The American Cancer Society projects that in 2015, an estimated 1,658,370 new cancer cases will emerge, and 589,430 people in the United States will die from the disease. According to the Tobacco Atlas, tobacco smoke contains 69 cancer-causing ingredients. The impact on non-smokers, including those with compromised respiratory conditions like asthma, can be significant.
To put some perspective on that, the task force looked at data from two reports, the Summex Health Management assessment of all UA employees's wellness (2007), and the National College Health Assessment, which looked at UAA student health (2009). By comparing the task force's own research along side numbers in both reports, Garcia said students with challenged respiratory conditions or cardiovascular disease are double the number of smokers on campus. For faculty and staff with those health complications, the numbers are triple those of smokers on campus.

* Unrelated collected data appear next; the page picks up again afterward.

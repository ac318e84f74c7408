pub mod config;
pub mod db;
pub mod emotion;
pub mod filestore;
pub mod recommend;
pub mod scanner;
pub mod server;

#[cfg(test)]
mod test_support;

/// Audio file extensions picked up by bulk import (compared lowercase)
pub const SUPPORTED_EXTENSIONS: &[&str] = &["mp3", "wav", "m4a", "flac", "ogg"];

/// Extension forced onto uploads that arrive without one
pub const DEFAULT_UPLOAD_EXTENSION: &str = "mp3";

/// Application name for XDG paths
pub const APP_NAME: &str = "musicstore";

/// Per-store staging directory for uploads not yet placed
pub const STAGING_DIR: &str = ".tmp";
//! Fixtures shared by unit tests.

use hound::{SampleFormat, WavSpec, WavWriter};
use std::io::Cursor;
use std::path::Path;

const WAV_SPEC: WavSpec = WavSpec {
    channels: 1,
    sample_rate: 8000,
    bits_per_sample: 16,
    sample_format: SampleFormat::Int,
};

/// Write a short 8 kHz mono 16-bit PCM WAV. `seed` varies the samples so
/// different fixtures have different bytes.
pub fn write_wav(path: &Path, seed: u8) {
    std::fs::write(path, wav_bytes(seed)).unwrap();
}

/// 100 ms of a seeded sawtooth, as WAV file bytes.
pub fn wav_bytes(seed: u8) -> Vec<u8> {
    let mut buf = Cursor::new(Vec::new());
    let mut writer = WavWriter::new(&mut buf, WAV_SPEC).unwrap();
    for i in 0..800i32 {
        let sample = ((i * (seed as i32 + 1) * 37) % 2000 - 1000) as i16;
        writer.write_sample(sample).unwrap();
    }
    writer.finalize().unwrap();
    buf.into_inner()
}

/// Answer exactly one HTTP request on an ephemeral port with a canned
/// response. Returns the base URL (with trailing slash) and a handle yielding
/// the raw request text.
pub fn serve_once(
    status_line: &str,
    content_type: &str,
    body: Vec<u8>,
) -> (String, std::thread::JoinHandle<String>) {
    use std::io::{BufRead, BufReader, Read, Write};

    let listener = std::net::TcpListener::bind("127.0.0.1:0").unwrap();
    let addr = listener.local_addr().unwrap();
    let mut response = format!(
        "HTTP/1.1 {status_line}\r\nContent-Type: {content_type}\r\nContent-Length: {}\r\nConnection: close\r\n\r\n",
        body.len()
    )
    .into_bytes();
    response.extend_from_slice(&body);

    let handle = std::thread::spawn(move || {
        let (stream, _) = listener.accept().unwrap();
        let mut reader = BufReader::new(stream);
        let mut request = String::new();
        let mut content_length = 0usize;
        loop {
            let mut line = String::new();
            reader.read_line(&mut line).unwrap();
            if let Some((k, v)) = line.split_once(':') {
                if k.eq_ignore_ascii_case("content-length") {
                    content_length = v.trim().parse().unwrap();
                }
            }
            request.push_str(&line);
            if line == "\r\n" || line.is_empty() {
                break;
            }
        }
        let mut req_body = vec![0u8; content_length];
        reader.read_exact(&mut req_body).unwrap();
        request.push_str(&String::from_utf8_lossy(&req_body));

        let mut stream = reader.into_inner();
        stream.write_all(&response).unwrap();
        request
    });
    (format!("http://{addr}/"), handle)
}
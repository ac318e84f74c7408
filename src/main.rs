use anyhow::{Context, Result};
use clap::{Parser, Subcommand};
use indicatif::{ProgressBar, ProgressStyle};
use musicstore::config::AppConfig;
use musicstore::db::Database;
use musicstore::filestore::{AudioFileStore, TrackOverride};
use musicstore::recommend::RecommendRequest;
use std::path::PathBuf;
use std::time::Duration;

#[derive(Parser)]
#[command(name = "musicstore", version, about = "Music catalog with emotion-based recommendation")]
struct Cli {
    /// Config file (default: ~/.config/musicstore/config.toml)
    #[arg(long, global = true)]
    config: Option<PathBuf>,

    /// Path to the SQLite database
    #[arg(long, global = true)]
    db_path: Option<PathBuf>,

    /// Verbosity (-v, -vv, -vvv)
    #[arg(short, long, action = clap::ArgAction::Count, global = true)]
    verbose: u8,

    #[command(subcommand)]
    command: Commands,
}

#[derive(Subcommand)]
enum Commands {
    /// Run the HTTP server
    Serve {
        /// Send permissive CORS headers
        #[arg(long)]
        cors: bool,

        /// Print the resolved config and exit
        #[arg(long)]
        dry_run: bool,
    },

    /// Import every audio file under a store's directory
    Import {
        /// Store name from the config
        store: String,
    },

    /// Add a single audio file to a store
    Add {
        /// Store name from the config
        store: String,

        /// Audio file to ingest
        path: PathBuf,

        /// Track name (overrides the title tag)
        #[arg(long)]
        name: Option<String>,

        #[arg(long)]
        artist: Option<String>,

        #[arg(long)]
        album: Option<String>,

        /// Cover image URL
        #[arg(long)]
        cover: Option<String>,
    },

    /// Find tracks close to a valence/arousal point
    Recommend {
        #[arg(long)]
        valence: f64,

        #[arg(long)]
        arousal: f64,

        /// Number of results (1-100)
        #[arg(short = 'n', long, default_value = "3")]
        limit: i64,
    },

    /// Show catalog statistics
    Stats,
}

fn open_store(config: &AppConfig, name: &str) -> Result<AudioFileStore> {
    let cfg = config.store(name).with_context(|| {
        let known: Vec<&str> = config.stores.iter().map(|s| s.name.as_str()).collect();
        format!("No store named {name:?} (configured: {})", known.join(", "))
    })?;
    AudioFileStore::from_config(cfg, &config.emotion.server)
        .with_context(|| format!("Failed to open store {name:?}"))
}

fn main() -> Result<()> {
    let cli = Cli::parse();

    // Set up logging based on verbosity
    let log_level = match cli.verbose {
        0 => "warn",
        1 => "info",
        2 => "debug",
        _ => "trace",
    };
    env_logger::Builder::from_env(env_logger::Env::default().default_filter_or(log_level))
        .format_timestamp(None)
        .init();

    let config = AppConfig::load(cli.config.as_deref()).context("Failed to load config")?;

    if let Commands::Serve { dry_run: true, .. } = cli.command {
        print!("{}", config.to_toml()?);
        return Ok(());
    }

    // Resolve database path: CLI > config > XDG default
    let db_path = cli
        .db_path
        .or(config.db_path.clone())
        .unwrap_or_else(musicstore::config::default_db_path);
    log::info!("Database: {}", db_path.display());

    let db = Database::open(&db_path).context("Failed to open database")?;

    match cli.command {
        Commands::Serve { cors, .. } => {
            let runtime = tokio::runtime::Runtime::new().context("Failed to start runtime")?;
            runtime.block_on(musicstore::server::serve(&config, db, cors))?;
        }

        Commands::Import { store } => {
            let store = open_store(&config, &store)?;

            let pb = ProgressBar::new_spinner();
            pb.set_style(ProgressStyle::with_template(
                "{spinner:.green} [{elapsed_precise}] {pos} files ({per_sec}) {msg}",
            )?);
            pb.enable_steady_tick(Duration::from_millis(120));

            let result = store
                .add_tracks_from_dir(&db, &pb)
                .context("Import failed")?;
            println!(
                "Import complete: {} scanned, {} added, {} already cataloged, {} duplicates, {} errors",
                result.scanned, result.added, result.skipped, result.duplicates, result.failed
            );
        }

        Commands::Add { store, path, name, artist, album, cover } => {
            let store = open_store(&config, &store)?;
            let overrides = TrackOverride {
                name,
                artist,
                album,
                cover_image_url: cover,
            };
            let track = store
                .add_track(&db, &path, &[overrides])
                .with_context(|| format!("Failed to add {}", path.display()))?;

            println!("Added track {}: {} / {} / {}", track.id, track.name, track.artist, track.album);
            println!("  {}", track.audio_file_url);
            if let Some(e) = track.emotion {
                println!("  valence {:.3}  arousal {:.3}", e.valence, e.arousal);
            }
        }

        Commands::Recommend { valence, arousal, limit } => {
            let req = RecommendRequest { valence, arousal, limit };
            let tracks = musicstore::recommend::recommend(&db, &req)?;

            if tracks.is_empty() {
                println!("No tracks near valence {valence}, arousal {arousal}.");
                return Ok(());
            }

            println!("{:>6}  {:<32} {:<24} {:>5} {:>5}", "ID", "Name", "Artist", "Val", "Aro");
            println!("{}", "-".repeat(76));
            for t in &tracks {
                let (v, a) = t.emotion.map_or((0.0, 0.0), |e| (e.valence, e.arousal));
                println!(
                    "{:>6}  {:<32} {:<24} {:>5.2} {:>5.2}",
                    t.id,
                    truncate(&t.name, 32),
                    truncate(&t.artist, 24),
                    v,
                    a
                );
            }
        }

        Commands::Stats => {
            let stats = db.stats().context("Failed to get stats")?;

            println!("Catalog Statistics");
            println!("==================");
            println!("Total tracks:     {}", stats.total_tracks);
            println!("With emotion:     {}", stats.with_emotion);
            println!("Artists:          {}", stats.artists);
            if !config.stores.is_empty() {
                println!();
                println!("Stores:");
                for s in &config.stores {
                    println!("  {:<16} {}", s.name, s.file_dir.display());
                }
            }
        }
    }

    Ok(())
}

fn truncate(s: &str, max: usize) -> String {
    if s.chars().count() <= max {
        s.to_string()
    } else {
        let cut: String = s.chars().take(max - 1).collect();
        format!("{cut}…")
    }
}
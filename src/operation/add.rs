//! Insertion of a new element into an array.

use serde::{Deserialize, Serialize};

use crate::crdt::{ElementNode, ElementValue, Root, TimeTicket};
use crate::error::{Error, Result};

/// Inserts a new element, created at `executed_at`, after `prev_created_at`.
#[derive(Debug, Clone, PartialEq, Serialize, Deserialize)]
pub struct AddOperation {
    pub parent_created_at: TimeTicket,
    pub prev_created_at: TimeTicket,
    pub value: ElementValue,
    pub executed_at: TimeTicket,
}

impl AddOperation {
    pub fn new(
        parent_created_at: TimeTicket,
        prev_created_at: TimeTicket,
        value: ElementValue,
        executed_at: TimeTicket,
    ) -> Self {
        AddOperation {
            parent_created_at,
            prev_created_at,
            value,
            executed_at,
        }
    }

    pub fn execute(&self, root: &mut Root) -> Result<()> {
        let array = root.array(&self.parent_created_at)?;
        if let Some(existing) = root.find_by_created_at(&self.executed_at) {
            let redelivered = existing.parent == Some(self.parent_created_at)
                && array.contains(&self.executed_at);
            return if redelivered {
                Ok(())
            } else {
                Err(Error::DuplicateTicket(self.executed_at))
            };
        }

        root.array_mut(&self.parent_created_at)?
            .insert_after(&self.prev_created_at, self.executed_at)?;
        root.register_element(ElementNode::new(
            self.executed_at,
            Some(self.parent_created_at),
            self.value.clone().into_element(self.executed_at),
        ))
    }
}
//! Replica identifier type and related functionality.
//!
//! This module contains the definition of ActorId, which uniquely identifies
//! each participant in the distributed CRDT system.

use std::fmt;
use std::str::FromStr;

use serde::{Deserialize, Deserializer, Serialize, Serializer};

use crate::error::Error;

/// Number of bytes in an actor id.
pub const ACTOR_ID_LEN: usize = 12;

/// A unique identifier for each replica (collaborator) in the distributed system.
///
/// Actor ids are assigned by the server when a client activates and never change
/// for the lifetime of that client. Ordering is unsigned lexicographic over the
/// raw bytes and is only ever used as the last tie-break between tickets.
#[derive(Clone, Copy, PartialEq, Eq, PartialOrd, Ord, Hash, Default)]
pub struct ActorId([u8; ACTOR_ID_LEN]);

impl ActorId {
    /// The actor used by documents that have not been attached yet.
    pub const INITIAL: ActorId = ActorId([0x00; ACTOR_ID_LEN]);

    /// The largest possible actor, used by the `MAX` sentinel ticket.
    pub const MAX: ActorId = ActorId([0xff; ACTOR_ID_LEN]);

    /// Creates an actor id from raw bytes.
    pub const fn from_bytes(bytes: [u8; ACTOR_ID_LEN]) -> Self {
        ActorId(bytes)
    }

    /// Parses an actor id from its hex representation.
    pub fn from_hex(value: &str) -> Result<Self, Error> {
        let bytes = hex::decode(value).map_err(|e| Error::InvalidActorId(e.to_string()))?;
        let bytes: [u8; ACTOR_ID_LEN] = bytes.try_into().map_err(|raw: Vec<u8>| {
            Error::InvalidActorId(format!(
                "expected {ACTOR_ID_LEN} bytes, got {}",
                raw.len()
            ))
        })?;
        Ok(ActorId(bytes))
    }

    /// Returns the lowercase hex representation.
    pub fn to_hex(&self) -> String {
        hex::encode(self.0)
    }

    /// Returns the raw bytes.
    pub fn as_bytes(&self) -> &[u8; ACTOR_ID_LEN] {
        &self.0
    }
}

impl fmt::Display for ActorId {
    fn fmt(&self, f: &mut fmt::Formatter<'_>) -> fmt::Result {
        f.write_str(&self.to_hex())
    }
}

impl fmt::Debug for ActorId {
    fn fmt(&self, f: &mut fmt::Formatter<'_>) -> fmt::Result {
        write!(f, "ActorId({})", self.to_hex())
    }
}

impl FromStr for ActorId {
    type Err = Error;

    fn from_str(s: &str) -> Result<Self, Self::Err> {
        ActorId::from_hex(s)
    }
}

impl Serialize for ActorId {
    fn serialize<S: Serializer>(&self, serializer: S) -> Result<S::Ok, S::Error> {
        serializer.serialize_str(&self.to_hex())
    }
}

impl<'de> Deserialize<'de> for ActorId {
    fn deserialize<D: Deserializer<'de>>(deserializer: D) -> Result<Self, D::Error> {
        let value = String::deserialize(deserializer)?;
        ActorId::from_hex(&value).map_err(serde::de::Error::custom)
    }
}
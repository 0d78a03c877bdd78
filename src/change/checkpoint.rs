//! Sequence checkpoint carried by every change pack.

use std::fmt;

use serde::{Deserialize, Serialize};

/// The last client and server sequence numbers both sides agree on.
///
/// Its client sequence drops acknowledged local changes; its server sequence
/// tells the server where the next pull starts. Redelivered remote changes are
/// filtered per actor by the document, not by the checkpoint.
#[derive(Debug, Clone, Copy, Default, PartialEq, Eq, Serialize, Deserialize)]
pub struct Checkpoint {
    pub client_seq: u32,
    pub server_seq: u64,
}

impl Checkpoint {
    pub const INITIAL: Checkpoint = Checkpoint {
        client_seq: 0,
        server_seq: 0,
    };

    pub fn new(client_seq: u32, server_seq: u64) -> Self {
        Checkpoint {
            client_seq,
            server_seq,
        }
    }

    /// Returns a checkpoint whose client sequence is advanced by `n`.
    pub fn increase_client_seq(self, n: u32) -> Self {
        Checkpoint {
            client_seq: self.client_seq + n,
            ..self
        }
    }

    /// Component-wise maximum of two checkpoints.
    pub fn forward(self, other: Checkpoint) -> Self {
        Checkpoint {
            client_seq: self.client_seq.max(other.client_seq),
            server_seq: self.server_seq.max(other.server_seq),
        }
    }
}

impl fmt::Display for Checkpoint {
    fn fmt(&self, f: &mut fmt::Formatter<'_>) -> fmt::Result {
        write!(f, "serverSeq={}, clientSeq={}", self.server_seq, self.client_seq)
    }
}
//! Logical clock types for the document model.
//!
//! This module contains the identifiers and timestamps used to name every
//! element and every operation effect.

pub mod actor;
pub mod clock;
pub mod ticket;

pub use actor::{ACTOR_ID_LEN, ActorId};
pub use clock::LogicalClock;
pub use ticket::TimeTicket;
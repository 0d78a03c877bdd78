//! Logical clock implementation for generating time tickets.
//!
//! This module contains the LogicalClock struct which hands out time tickets
//! for local changes and advances past every lamport value seen from peers.

use crate::crdt::types::actor::ActorId;
use crate::crdt::types::ticket::TimeTicket;

/// A hybrid lamport clock owned by one document replica.
///
/// Every local change advances the lamport value once; each ticket issued
/// within that change shares the lamport and gets the next delimiter.
#[derive(Debug, Clone, Copy, PartialEq, Eq)]
pub struct LogicalClock {
    lamport: u64,
    delimiter: u32,
    actor: ActorId,
}

impl LogicalClock {
    /// Creates a new clock for the given actor.
    pub fn new(actor: ActorId) -> Self {
        LogicalClock {
            lamport: 0,
            delimiter: 0,
            actor,
        }
    }

    /// Starts a new change and returns its lamport value.
    pub fn next_change(&mut self) -> u64 {
        self.lamport += 1;
        self.delimiter = 0;
        self.lamport
    }

    /// Issues the next ticket within the current change.
    pub fn issue(&mut self) -> TimeTicket {
        self.delimiter += 1;
        TimeTicket::new(self.lamport, self.delimiter, self.actor)
    }

    /// Starts a new change and issues its first ticket.
    pub fn tick(&mut self) -> TimeTicket {
        self.next_change();
        self.issue()
    }

    /// Advances past a lamport value observed from a peer.
    pub fn observe(&mut self, remote_lamport: u64) {
        self.lamport = self.lamport.max(remote_lamport) + 1;
        self.delimiter = 0;
    }

    /// Gets the current lamport value.
    pub fn lamport(&self) -> u64 {
        self.lamport
    }

    /// Gets the actor id.
    pub fn actor(&self) -> ActorId {
        self.actor
    }

    /// Reassigns the actor, used when a document is attached to a client.
    pub fn set_actor(&mut self, actor: ActorId) {
        self.actor = actor;
    }
}

#[cfg(test)]
mod tests {
    use super::*;

    fn actor(byte: u8) -> ActorId {
        ActorId::from_bytes([byte; 12])
    }

    #[test]
    fn test_logical_clock() {
        let mut clock = LogicalClock::new(actor(1));

        let ts1 = clock.tick();
        let ts2 = clock.tick();

        assert_eq!(ts1.actor, actor(1));
        assert!(ts1 < ts2);
        assert_eq!(ts1.lamport + 1, ts2.lamport);
    }

    #[test]
    fn test_logical_clock_observe() {
        let mut clock = LogicalClock::new(actor(1));

        // Simulate receiving a ticket from the future
        clock.observe(100);
        let next = clock.tick();

        assert!(next.lamport > 100);
        assert_eq!(next.actor, actor(1));
    }

    #[test]
    fn test_observe_never_goes_backwards() {
        let mut clock = LogicalClock::new(actor(1));
        clock.observe(10);
        let before = clock.lamport();
        clock.observe(3);
        assert!(clock.lamport() > before);
    }

    #[test]
    fn test_delimiters_within_change() {
        let mut clock = LogicalClock::new(actor(5));
        let lamport = clock.next_change();

        let ts1 = clock.issue();
        let ts2 = clock.issue();

        assert_eq!(ts1.lamport, lamport);
        assert_eq!(ts2.lamport, lamport);
        assert_eq!(ts1.delimiter, 1);
        assert_eq!(ts1.delimiter + 1, ts2.delimiter);
        assert!(ts1 < ts2);
    }
}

Garcia said the implementation team knows that quitting tobacco is more than a matter of sheer willpower; an encouraging community-marked by tobacco-free space-can be vital. for individual success. To that end, UAA will make cessation resources widely available on campus.
Mapaye said the UAA effort was never an anti-smoker campaign. It has always been about moving the community to a healthier environment for everyone on campus.